Do you mean Apache Arrow?


Nope, Kudu https://kudu.apache.org/. Although from Arrow's homepage it looks like it works with Kudu. "Apache Arrow is backed by key developers of 13 major open source projects, including Calcite, Cassandra, Drill, Hadoop, HBase, Ibis, Impala, Kudu, Pandas, Parquet, Phoenix, Spark, and Storm making it the de-facto standard for columnar in-memory analytics."


Former Kudu developer here.

Kudu was designed to be a columnar data store. Which means that if you had a schema like table PERSON(name STRING, age INT), you would store all the names together, and then all the ages together. This lets you do fancy tricks like run-length encoding on the age fields, and so forth.

There is also a Kudu RPC format which uses protocol buffers in places. But Kudu also sends some data over the wire that is not encoded as protocol buffers, to avoid the significant overhead of protocol buffer serialization / deserialization.

Apache Arrow is a separate project which started taking shape later. Essentially it was conceived as a way of allowing multiple applications to share columnar data that was in memory. I remember there being a big focus on sharing memory locally in a "zero-copy" fashion by using things like memory mapping. I never actually worked on the project, though. Developers of projects like Impala, Kudu, etc. thought this was a cool idea since it would speed up their projects. I don't know how far along the implementations are, though. Certainly Kudu did not have any integration with Arrow when I worked on it, although that may have changed.

Protocol buffers is simple and has a lot of language bindings, but its performance is poor on Java. The official PB Java libraries generate a lot of temporary objects, which is a big problem in projects like HDFS. It works better on C++, but it's still not super-efficient or anything. It's... better than ASN.1, I guess? It has optional fields, and XDR didn't...


What is Thrift? Is it a service?


Thrift is a software library not a BaaS...


Some interesting benchmarks of various Java serialization libraries:

https://github.com/eishay/jvm-serializers/wiki


Author here, let me know if you have any questions/want more details.


Thanks for writing about your experiences. Why not use an existing serialization framework, such as Protobuf, instead of building something in-house?


I don't think protobuf was around for public use when we came up with this format, which began around 2005. We use Protobuf internally, and some of our columns are actually byte[]'s containing protobuf data. We now support Parquet and are doing more work with other big data tools, but we've had a hard time matching the performance of our custom stuff.

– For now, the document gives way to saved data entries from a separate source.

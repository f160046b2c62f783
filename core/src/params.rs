//! Per-call parameter mapping and its query-string encoding.

use std::fmt;

use indexmap::IndexMap;

use crate::config::ResponseFormat;

/// Name of the parameter selecting the remote operation.
pub const ACT: &str = "act";

/// A single parameter value.
#[derive(Debug, Clone, PartialEq, Eq)]
pub enum ParamValue {
    Str(String),
    Int(i64),
    Bool(bool),
}

impl fmt::Display for ParamValue {
    fn fmt(&self, f: &mut fmt::Formatter<'_>) -> fmt::Result {
        match self {
            ParamValue::Str(s) => f.write_str(s),
            ParamValue::Int(n) => write!(f, "{n}"),
            ParamValue::Bool(b) => f.write_str(if *b { "true" } else { "false" }),
        }
    }
}

impl From<&str> for ParamValue {
    fn from(value: &str) -> Self {
        ParamValue::Str(value.to_string())
    }
}

impl From<String> for ParamValue {
    fn from(value: String) -> Self {
        ParamValue::Str(value)
    }
}

impl From<i64> for ParamValue {
    fn from(value: i64) -> Self {
        ParamValue::Int(value)
    }
}

impl From<bool> for ParamValue {
    fn from(value: bool) -> Self {
        ParamValue::Bool(value)
    }
}

/// Ordered mapping of parameter names to values for one request.
///
/// An empty mapping selects the panel's default (list scripts) view.
#[derive(Debug, Clone, Default, PartialEq, Eq)]
pub struct Params {
    entries: IndexMap<String, ParamValue>,
}

impl Params {
    pub fn new() -> Self {
        Self::default()
    }

    /// Start a mapping whose first entry is `act=<name>`.
    pub fn act(name: &str) -> Self {
        Self::new().with(ACT, name)
    }

    pub fn with(mut self, key: &str, value: impl Into<ParamValue>) -> Self {
        self.insert(key, value);
        self
    }

    /// Insert or replace `key`. A replaced key keeps its original position.
    pub fn insert(&mut self, key: &str, value: impl Into<ParamValue>) {
        self.entries.insert(key.to_string(), value.into());
    }

    pub fn get(&self, key: &str) -> Option<&ParamValue> {
        self.entries.get(key)
    }

    pub fn contains_key(&self, key: &str) -> bool {
        self.entries.contains_key(key)
    }

    pub fn len(&self) -> usize {
        self.entries.len()
    }

    pub fn is_empty(&self) -> bool {
        self.entries.is_empty()
    }

    pub fn iter(&self) -> impl Iterator<Item = (&str, &ParamValue)> {
        self.entries.iter().map(|(k, v)| (k.as_str(), v))
    }

    /// Encode as a query string without the leading `?`.
    ///
    /// `act` always comes first when present, followed by `api=<format>`,
    /// then every other entry in insertion order.
    pub fn to_query(&self, format: ResponseFormat) -> String {
        let mut pairs: Vec<String> = Vec::with_capacity(self.entries.len() + 1);
        if let Some(act) = self.entries.get(ACT) {
            pairs.push(encode_pair(ACT, act));
        }
        pairs.push(format!("api={}", format.api_value()));
        pairs.extend(
            self.entries
                .iter()
                .filter(|(k, _)| k.as_str() != ACT)
                .map(|(k, v)| encode_pair(k, v)),
        );
        pairs.join("&")
    }
}

impl<K: AsRef<str>, V: Into<ParamValue>> FromIterator<(K, V)> for Params {
    fn from_iter<I: IntoIterator<Item = (K, V)>>(iter: I) -> Self {
        let mut params = Params::new();
        for (k, v) in iter {
            params.insert(k.as_ref(), v);
        }
        params
    }
}

fn encode_pair(key: &str, value: &ParamValue) -> String {
    format!(
        "{}={}",
        urlencoding::encode(key),
        urlencoding::encode(&value.to_string())
    )
}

1) Can you provide any more details about how Rowfiles are structured and/or implemented? Specifically, how does it handle nested objects? Does it support `transient`? Do `writeObject` and/or `readObject` come into play?

2) Do you feel this is a generic enough solution that you would consider submitting it as a JSR?


It natively supports a limited set of Columns. Basically boxed primitives, java.util.Date, joda.time.DateTime, and arrays and double arrays of both boxed and unboxed versions of the preceding. The list of Columns being used is used to read and write to a byte buffer. The byte buffer is almost entirely the field's data, with one or two bytes describing how the subsequent field is encoded. Nested objects aren't handled out of the box, but there is the capability to define a UserRowField that allows for serialization/deserialization to bytes of any Serializable class. This gets used for our SQL map-reduce function a lot. The downside is that you need to have the UserRowField implementation in your classpath in order to read the Row, which is not generally the case.


So... what's quantcast?


We're a big data advertise and measure company based in San Francisco. We run online display ad campaigns for marketers across realtime bidding exchanges (RTB), such as those run by Google and AppNexus. We also provide a publisher product to give site owners insights into their audience. Stack Overflow's profile is at https://www.quantcast.com/stackoverflow.com.


I am by no means an expert, but I always wonder why people don't adopt ASN.1 for serialization? I know it is not pretty but writing machine readable stuff never is.


Portable Object Format from 10 years ago? https://docs.oracle.com/cd/E24290_01/coh.371/e22837/api_pof....


Can someone explain to an amateur why serialization is faster than say passing raw JSON?

It seems like parsing JSON would be faster than the serialize -> deserialize process but with the popularity of things like Protobuff it's clear that JSON is slower.


Serialization is the process of writing arbitrary data out into a blob of some sort (binary, text, whatever) that can be read in later and processed back into the original data, possibly not by the same system. This should be considered to include even the degenerate case of just writing the content of an expanse of RAM out, as that still raises issues related to serialization.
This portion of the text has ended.